Уже к вечеру, захватив только самое ценное добро и казну (чудом отстояли холопы и дружина господские сундуки с серебром, драгими портнами, сукнами и скорой), княжеская семья оставила свой двор, выселившись в загородный терем. Прочее добро, оставленное в бертьяницах, погребах и анбарах, тотчас было расхищено и потрачено татарами. Рассыпали, балуясь, зерно, пивом поили коней, мочились в лари с мукой и солодом. Грубый холст, за ненадобностью, резали на куски и бросали либо подстилали коням под ноги. Ключников, старост, городовых выборных, мытников и вирников, что приходили с грамотами, исчисляющими доходы, били по щекам, рвали из рук грамоты, тут же разрывая их на части, отбирали без счету принос и требовали еще. Людей в богатом платье раздевали прямо на улицах. В торгу брали, что понравится, не спросясь, и на попреки купцов отвечали плетью. Церкви пока не трогали, но уже где и начинали, заходя внутрь, прихватывать то чашу, то дорогое кадило, парчовую ризу, пелену, а то и серебряный, с каменьями и жемчугом, оклад иконы. Причем татарин в остроконечной шапке, сдиравший святыню, вроде бы и не видел ни священника, ни толпы молящихся прихожан. Русичам, что дерзали перечить, татары, кто понимал по-русски, отвечали, смеясь:
– Скоро мы все ваши церкви на мечети переделаем! Будете нашему Богу молиться!
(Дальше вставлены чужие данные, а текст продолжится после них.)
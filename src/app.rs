//! Application state and input handling

use crate::config::TuiConfig;
use crate::state::{
    parse_dropped_paths, AppState, Attachment, DocumentType, FormController, FormFocus, Notice,
    SelectOption,
};
use crate::submit::{SimulatedSubmitter, SubmitError, SubmitReceipt, Submitter};
use crate::ui;
use crossterm::event::{KeyCode, KeyEvent, KeyModifiers, MouseButton, MouseEvent, MouseEventKind};
use ratatui::layout::{Position, Rect};
use std::sync::Arc;
use tokio::sync::mpsc;
use tracing::{debug, info};

type SubmitResult = Result<SubmitReceipt, SubmitError>;

const SUBMIT_SUCCESS_MESSAGE: &str = "Form submitted successfully!";

/// Main application struct
pub struct App {
    /// Presentation state
    pub state: AppState,
    /// The upload form
    pub form: FormController,
    submitter: Arc<dyn Submitter>,
    submit_tx: mpsc::UnboundedSender<SubmitResult>,
    submit_rx: mpsc::UnboundedReceiver<SubmitResult>,
    /// Terminal size for mouse hit testing (width, height)
    pub terminal_size: Option<(u16, u16)>,
    quit: bool,
}

impl App {
    /// Create an app backed by the simulated submitter
    pub fn new(config: &TuiConfig) -> Self {
        Self::with_submitter(Arc::new(SimulatedSubmitter::new(config.submit_delay())))
    }

    pub fn with_submitter(submitter: Arc<dyn Submitter>) -> Self {
        let (submit_tx, submit_rx) = mpsc::unbounded_channel();
        Self {
            state: AppState::default(),
            form: FormController::new(),
            submitter,
            submit_tx,
            submit_rx,
            terminal_size: None,
            quit: false,
        }
    }

    pub fn should_quit(&self) -> bool {
        self.quit
    }

    fn has_upload_zone(&self) -> bool {
        self.form.state().doc_type.is_some()
    }

    /// Handle a key event
    pub fn handle_key(&mut self, key: KeyEvent) {
        // Notice dialogs are modal
        if self.state.has_notices() {
            if matches!(key.code, KeyCode::Enter | KeyCode::Esc) {
                self.state.dismiss_notice();
            }
            return;
        }

        let ctrl = key.modifiers.contains(KeyModifiers::CONTROL);
        match key.code {
            KeyCode::Char('c') if ctrl => {
                self.quit = true;
                return;
            }
            KeyCode::Char('s') if ctrl => {
                self.submit();
                return;
            }
            KeyCode::Esc => {
                self.quit = true;
                return;
            }
            KeyCode::Tab => {
                self.state.next_focus(self.has_upload_zone());
                return;
            }
            KeyCode::BackTab => {
                self.state.prev_focus(self.has_upload_zone());
                return;
            }
            _ => {}
        }

        match self.state.focus {
            FormFocus::Company => {
                if let Some(company) = select_key(key, self.form.state().company) {
                    self.form.select_company(company);
                }
            }
            FormFocus::DocumentType => {
                if let Some(doc_type) = select_key::<DocumentType>(key, self.form.state().doc_type)
                {
                    self.form.select_document_type(doc_type);
                    self.state.path_input.clear();
                }
            }
            FormFocus::Upload => self.handle_upload_key(key),
            FormFocus::Submit => {
                if matches!(key.code, KeyCode::Enter | KeyCode::Char(' ')) {
                    self.submit();
                }
            }
        }
    }

    fn handle_upload_key(&mut self, key: KeyEvent) {
        let ctrl = key.modifiers.contains(KeyModifiers::CONTROL);

        if self.form.state().attachment.is_some() {
            match key.code {
                KeyCode::Delete | KeyCode::Backspace => self.form.remove_file(),
                KeyCode::Char('x') if ctrl => self.form.remove_file(),
                _ => {}
            }
            return;
        }

        match key.code {
            KeyCode::Enter => {
                let text = self.state.path_input.take();
                self.attach_from_text(&text);
            }
            KeyCode::Backspace => self.state.path_input.pop_char(),
            KeyCode::Char(c) if !ctrl => self.state.path_input.push_char(c),
            _ => {}
        }
    }

    /// Handle pasted text. Terminals paste the path of a file dropped onto
    /// the window, so a paste onto the upload zone is treated as a drop.
    pub fn handle_paste(&mut self, text: &str) {
        if self.state.has_notices() {
            return;
        }
        if !self.has_upload_zone() || self.form.state().attachment.is_some() {
            debug!("paste ignored: no drop zone visible");
            return;
        }

        self.state.focus = FormFocus::Upload;
        self.state.path_input.clear();

        let candidate = match parse_dropped_paths(text).first() {
            Some(path) => match Attachment::from_path(path) {
                Ok(attachment) => Some(attachment),
                Err(e) => {
                    self.form.set_dragging(false);
                    self.state.push_notice(Notice::error(e.to_string()));
                    return;
                }
            },
            None => None,
        };

        if let Err(e) = self.form.drop_files(candidate) {
            self.state.push_notice(Notice::warning(e.to_string()));
        }
    }

    /// Attach the file named by typed text ("browse to upload"). Confirming
    /// an empty path is rejected like an empty drop.
    fn attach_from_text(&mut self, text: &str) {
        let Some(path) = parse_dropped_paths(text).into_iter().next() else {
            if let Err(e) = self.form.drop_files(None::<Attachment>) {
                self.state.push_notice(Notice::warning(e.to_string()));
            }
            return;
        };

        let attachment = match Attachment::from_path(&path) {
            Ok(attachment) => attachment,
            Err(e) => {
                self.state.push_notice(Notice::error(e.to_string()));
                return;
            }
        };

        if let Err(e) = self.form.attach_file(attachment) {
            self.state.push_notice(Notice::warning(e.to_string()));
        }
    }

    /// Handle a mouse event: focus by click, drag feedback over the upload zone
    pub fn handle_mouse(&mut self, mouse: MouseEvent) {
        if self.state.has_notices() {
            return;
        }
        let Some((width, height)) = self.terminal_size else {
            return;
        };

        let layout = ui::form_layout(self, width, height);
        let pos = Position::new(mouse.column, mouse.row);
        let over_upload = layout.upload.is_some_and(|rect| rect.contains(pos))
            && self.form.state().attachment.is_none();

        match mouse.kind {
            MouseEventKind::Drag(_) => self.form.set_dragging(over_upload),
            MouseEventKind::Moved => {
                if !over_upload {
                    self.form.set_dragging(false);
                }
            }
            MouseEventKind::Up(_) => self.form.set_dragging(false),
            MouseEventKind::Down(MouseButton::Left) => {
                let targets: [(Option<Rect>, FormFocus); 4] = [
                    (Some(layout.company), FormFocus::Company),
                    (Some(layout.doc_type), FormFocus::DocumentType),
                    (layout.upload, FormFocus::Upload),
                    (Some(layout.submit), FormFocus::Submit),
                ];
                let clicked = targets
                    .into_iter()
                    .find(|(rect, _)| rect.is_some_and(|r| r.contains(pos)))
                    .map(|(_, focus)| focus);

                if let Some(focus) = clicked {
                    self.state.focus = focus;
                    if focus == FormFocus::Submit {
                        self.submit();
                    }
                }
            }
            _ => {}
        }
    }

    /// Start a submit in the background. Ignored when the form is invalid or
    /// a submit is already in flight.
    pub fn submit(&mut self) {
        let Some(request) = self.form.begin_submit() else {
            return;
        };

        self.state.status_message = None;
        let submitter = Arc::clone(&self.submitter);
        let tx = self.submit_tx.clone();
        tokio::spawn(async move {
            let result = submitter.submit(request).await;
            // Receiver is only gone during shutdown
            let _ = tx.send(result);
        });
    }

    /// Apply finished submits. Call once per event loop iteration.
    pub fn poll_submissions(&mut self) {
        while let Ok(result) = self.submit_rx.try_recv() {
            self.form.finish_submit(&result);
            match result {
                Ok(receipt) => {
                    info!(id = %receipt.id, "submission acknowledged");
                    self.state.status_message = Some(format!(
                        "Submitted {} at {}",
                        receipt.file_name,
                        receipt.submitted_at.format("%H:%M:%S")
                    ));
                    self.state.push_notice(Notice::info(SUBMIT_SUCCESS_MESSAGE));
                }
                Err(e) => {
                    self.state.push_notice(Notice::error(e.to_string()));
                }
            }
        }
        self.state.fix_focus(self.has_upload_zone());
    }

    /// Advance animations; returns true while something is animating
    pub fn tick(&mut self) -> bool {
        if self.form.state().is_submitting {
            self.state.tick_spinner();
            true
        } else {
            false
        }
    }
}

/// Map a key on a focused select to the option it picks, if any
fn select_key<T: SelectOption>(key: KeyEvent, current: Option<T>) -> Option<T> {
    match key.code {
        KeyCode::Left | KeyCode::Up | KeyCode::Char('h') | KeyCode::Char('k') => {
            Some(T::cycle_prev(current))
        }
        KeyCode::Right
        | KeyCode::Down
        | KeyCode::Char('l')
        | KeyCode::Char('j')
        | KeyCode::Char(' ')
        | KeyCode::Enter => Some(T::cycle_next(current)),
        KeyCode::Char(c) => c.to_digit(10).and_then(|d| T::nth(d as usize)),
        _ => None,
    }
}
К тому часу, когда дьякон Дюдько повел свою несчастную кобылу и был остановлен татарами, уже до того раскалилось все в городе – люди, камни, бревенчатые стены домов… Солнечным жаром заливало город, и в жару, в пыли, в скверне и ругательстве, как жаждущему море, маячило всем одно: восстание! Перекошенные лица мужиков, неистовые глаза, изнасилованных женок, ограбленные дворы с расхристанными настежь воротами – все кричало, взывало, молило об одном. И – началось.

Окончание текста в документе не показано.